Data to use START
//! Roles, role sets, and the approval eligibility engine.
//!
//! An employee holds a set of roles rather than a single one. Capability
//! checks are explicit methods on the set; approval eligibility is decided
//! by a stateless engine against a policy snapshot, never by ambient
//! configuration.

use std::collections::{BTreeMap, BTreeSet};
use std::fmt;

use serde::{Deserialize, Serialize};

use feriado_shared::types::EmployeeId;

use crate::workflow::error::WorkflowError;
use crate::workflow::policy::PolicySnapshot;
use crate::workflow::types::RequestStatus;

/// Employee role.
///
/// The declaration order is the scan order used when picking an approver's
/// role slot: the first held role that is configured as an approving role
/// wins.
#[derive(Debug, Clone, Copy, PartialEq, Eq, PartialOrd, Ord, Hash, Serialize, Deserialize)]
#[serde(rename_all = "lowercase")]
pub enum Role {
    /// Regular employee; requests vacations.
    Employee,
    /// Leads a team; approves direct reports' requests.
    Leader,
    /// Human resources; approves any request.
    Hr,
    /// System administrator; approves any request.
    Admin,
}

impl Role {
    /// All roles in scan order.
    pub const ALL: [Self; 4] = [Self::Employee, Self::Leader, Self::Hr, Self::Admin];

    /// Parse a role from a string.
    pub fn parse(s: &str) -> Option<Self> {
        match s.to_lowercase().as_str() {
            "employee" => Some(Self::Employee),
            "leader" => Some(Self::Leader),
            "hr" => Some(Self::Hr),
            "admin" => Some(Self::Admin),
            _ => None,
        }
    }

    /// Returns the string representation of the role.
    #[must_use]
    pub const fn as_str(&self) -> &'static str {
        match self {
            Self::Employee => "employee",
            Self::Leader => "leader",
            Self::Hr => "hr",
            Self::Admin => "admin",
        }
    }
}

impl fmt::Display for Role {
    fn fmt(&self, f: &mut fmt::Formatter<'_>) -> fmt::Result {
        write!(f, "{}", self.as_str())
    }
}

/// A set of roles held simultaneously by one employee.
///
/// Every employee holds at least one role; an empty set is invalid and is
/// rejected at the repository boundary.
#[derive(Debug, Clone, Default, PartialEq, Eq, Serialize, Deserialize)]
pub struct RoleSet {
    roles: BTreeSet<Role>,
}

impl RoleSet {
    /// Creates an empty role set.
    #[must_use]
    pub fn new() -> Self {
        Self::default()
    }

    /// Creates a role set from individual role flags, the shape the
    /// storage layer uses.
    #[must_use]
    pub fn from_flags(employee: bool, leader: bool, hr: bool, admin: bool) -> Self {
        let mut roles = BTreeSet::new();
        if employee {
            roles.insert(Role::Employee);
        }
        if leader {
            roles.insert(Role::Leader);
        }
        if hr {
            roles.insert(Role::Hr);
        }
        if admin {
            roles.insert(Role::Admin);
        }
        Self { roles }
    }

    /// Creates a role set from a list of roles.
    #[must_use]
    pub fn from_roles(roles: impl IntoIterator<Item = Role>) -> Self {
        Self {
            roles: roles.into_iter().collect(),
        }
    }

    /// Adds a role to the set.
    pub fn insert(&mut self, role: Role) {
        self.roles.insert(role);
    }

    /// Returns true if the set contains the role.
    #[must_use]
    pub fn contains(&self, role: Role) -> bool {
        self.roles.contains(&role)
    }

    /// Returns true if no role is held. Invalid for a persisted employee.
    #[must_use]
    pub fn is_empty(&self) -> bool {
        self.roles.is_empty()
    }

    /// Iterates held roles in scan order.
    pub fn iter(&self) -> impl Iterator<Item = Role> + '_ {
        self.roles.iter().copied()
    }

    /// Capability: may act on approval workflows at all.
    #[must_use]
    pub fn can_approve_requests(&self) -> bool {
        self.contains(Role::Leader) || self.contains(Role::Hr) || self.contains(Role::Admin)
    }

    /// Capability: may mark approved requests as taken.
    #[must_use]
    pub fn can_mark_taken(&self) -> bool {
        self.contains(Role::Hr) || self.contains(Role::Admin)
    }

    /// Capability: may manage employees, countries, and the approval policy.
    #[must_use]
    pub fn can_manage(&self) -> bool {
        self.contains(Role::Hr) || self.contains(Role::Admin)
    }
}

/// The facts about a request that approval eligibility depends on.
#[derive(Debug, Clone, Copy)]
pub struct RequestFacts {
    /// Current request status.
    pub status: RequestStatus,
    /// The requesting employee.
    pub employee: EmployeeId,
    /// The requesting employee's direct manager, if any.
    pub employee_lead: Option<EmployeeId>,
}

/// The facts about an approver that eligibility depends on.
#[derive(Debug, Clone)]
pub struct ApproverFacts {
    /// The approver's employee id.
    pub employee: EmployeeId,
    /// The approver's role set.
    pub roles: RoleSet,
}

/// Stateless engine for approval eligibility and completeness.
pub struct ApprovalEngine;

impl ApprovalEngine {
    /// Determines the role slot an approver fills on a request, enforcing
    /// every authorization precondition.
    ///
    /// The scan walks the approver's roles in declaration order and stops
    /// at the first role that is active in the policy and whose gate is
    /// not yet satisfied. That role then decides:
    /// - `hr` / `admin` may approve any pending request
    /// - `leader` only when the approver is the requester's direct lead
    /// - any other configured role never qualifies
    ///
    /// # Errors
    ///
    /// * `WorkflowError::NotPending` - the request has been decided
    /// * `WorkflowError::SelfApproval` - approver is the requester
    /// * `WorkflowError::NotAuthorizedToApprove` - no eligible role
    pub fn eligible_role(
        request: &RequestFacts,
        approver: &ApproverFacts,
        policy: &PolicySnapshot,
        approved_counts: &BTreeMap<Role, u32>,
    ) -> Result<Role, WorkflowError> {
        if request.status != RequestStatus::Pending {
            return Err(WorkflowError::NotPending {
                status: request.status,
            });
        }

        if approver.employee == request.employee {
            return Err(WorkflowError::SelfApproval);
        }

        let configured = policy.roles_that_can_approve();
        if !approver.roles.iter().any(|r| configured.contains(&r)) {
            return Err(WorkflowError::NotAuthorizedToApprove);
        }

        for role in approver.roles.iter() {
            let Some(entry) = policy.active_entry(role) else {
                continue;
            };

            let current = approved_counts.get(&role).copied().unwrap_or(0);
            if current >= entry.minimum_approvals {
                continue; // gate already satisfied, try the next held role
            }

            return match role {
                Role::Hr | Role::Admin => Ok(role),
                Role::Leader if request.employee_lead == Some(approver.employee) => Ok(role),
                _ => Err(WorkflowError::NotAuthorizedToApprove),
            };
        }

        Err(WorkflowError::NotAuthorizedToApprove)
    }
}

#[cfg(test)]
mod tests {
    use super::*;

    fn two_gate_policy() -> PolicySnapshot {
        PolicySnapshot::default_two_gate()
    }

    fn request(employee: EmployeeId, lead: Option<EmployeeId>) -> RequestFacts {
        RequestFacts {
            status: RequestStatus::Pending,
            employee,
            employee_lead: lead,
        }
    }

    fn approver(employee: EmployeeId, roles: &[Role]) -> ApproverFacts {
        ApproverFacts {
            employee,
            roles: RoleSet::from_roles(roles.iter().copied()),
        }
    }

    #[test]
    fn test_role_parse_round_trip() {
        for role in Role::ALL {
            assert_eq!(Role::parse(role.as_str()), Some(role));
        }
        assert_eq!(Role::parse("manager"), None);
    }

    #[test]
    fn test_role_set_from_flags() {
        let roles = RoleSet::from_flags(true, false, true, false);
        assert!(roles.contains(Role::Employee));
        assert!(roles.contains(Role::Hr));
        assert!(!roles.contains(Role::Leader));
        assert!(!roles.is_empty());
    }

    #[test]
    fn test_role_set_capabilities() {
        assert!(RoleSet::from_roles([Role::Leader]).can_approve_requests());
        assert!(!RoleSet::from_roles([Role::Leader]).can_mark_taken());
        assert!(RoleSet::from_roles([Role::Hr]).can_mark_taken());
        assert!(RoleSet::from_roles([Role::Admin]).can_manage());
        assert!(!RoleSet::from_roles([Role::Employee]).can_approve_requests());
    }

    #[test]
    fn test_hr_can_approve_any_pending_request() {
        let requester = EmployeeId::new();
        let hr = approver(EmployeeId::new(), &[Role::Hr]);

        let result = ApprovalEngine::eligible_role(
            &request(requester, None),
            &hr,
            &two_gate_policy(),
            &BTreeMap::new(),
        );
        assert_eq!(result.unwrap(), Role::Hr);
    }

    #[test]
    fn test_leader_can_approve_only_direct_reports() {
        let requester = EmployeeId::new();
        let lead_id = EmployeeId::new();
        let lead = approver(lead_id, &[Role::Employee, Role::Leader]);

        let ok = ApprovalEngine::eligible_role(
            &request(requester, Some(lead_id)),
            &lead,
            &two_gate_policy(),
            &BTreeMap::new(),
        );
        assert_eq!(ok.unwrap(), Role::Leader);

        let not_their_report = ApprovalEngine::eligible_role(
            &request(requester, Some(EmployeeId::new())),
            &lead,
            &two_gate_policy(),
            &BTreeMap::new(),
        );
        assert!(matches!(
            not_their_report,
            Err(WorkflowError::NotAuthorizedToApprove)
        ));
    }

    #[test]
    fn test_self_approval_is_rejected_for_every_role() {
        let requester = EmployeeId::new();
        let me = approver(requester, &[Role::Hr, Role::Admin]);

        let result = ApprovalEngine::eligible_role(
            &request(requester, None),
            &me,
            &two_gate_policy(),
            &BTreeMap::new(),
        );
        assert!(matches!(result, Err(WorkflowError::SelfApproval)));
    }

    #[test]
    fn test_decided_request_is_not_approvable() {
        let mut facts = request(EmployeeId::new(), None);
        facts.status = RequestStatus::Approved;

        let hr = approver(EmployeeId::new(), &[Role::Hr]);
        let result =
            ApprovalEngine::eligible_role(&facts, &hr, &two_gate_policy(), &BTreeMap::new());
        assert!(matches!(
            result,
            Err(WorkflowError::NotPending {
                status: RequestStatus::Approved
            })
        ));
    }

    #[test]
    fn test_unconfigured_role_cannot_approve() {
        let plain = approver(EmployeeId::new(), &[Role::Employee]);
        let result = ApprovalEngine::eligible_role(
            &request(EmployeeId::new(), None),
            &plain,
            &two_gate_policy(),
            &BTreeMap::new(),
        );
        assert!(matches!(
            result,
            Err(WorkflowError::NotAuthorizedToApprove)
        ));
    }

    #[test]
    fn test_satisfied_gate_falls_through_to_next_role() {
        // Approver is both the requester's lead and HR. The leader gate is
        // already satisfied, so the scan lands on the HR slot.
        let requester = EmployeeId::new();
        let lead_id = EmployeeId::new();
        let both = approver(lead_id, &[Role::Leader, Role::Hr]);

        let mut counts = BTreeMap::new();
        counts.insert(Role::Leader, 1);

        let result = ApprovalEngine::eligible_role(
            &request(requester, Some(lead_id)),
            &both,
            &two_gate_policy(),
            &counts,
        );
        assert_eq!(result.unwrap(), Role::Hr);
    }

    #[test]
    fn test_all_gates_satisfied_leaves_nothing_to_fill() {
        let hr = approver(EmployeeId::new(), &[Role::Hr]);

        let mut counts = BTreeMap::new();
        counts.insert(Role::Leader, 1);
        counts.insert(Role::Hr, 1);

        let result = ApprovalEngine::eligible_role(
            &request(EmployeeId::new(), None),
            &hr,
            &two_gate_policy(),
            &counts,
        );
        assert!(matches!(
            result,
            Err(WorkflowError::NotAuthorizedToApprove)
        ));
    }
}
Data to use END
#### Activity
Copy out each line from the preceding entries that mentions the word "bool".

#### Response to the task
    pub fn from_flags(employee: bool, leader: bool, hr: bool, admin: bool) -> Self {
    pub fn contains(&self, role: Role) -> bool {
    pub fn is_empty(&self) -> bool {
    pub fn can_approve_requests(&self) -> bool {
    pub fn can_mark_taken(&self) -> bool {
    pub fn can_manage(&self) -> bool {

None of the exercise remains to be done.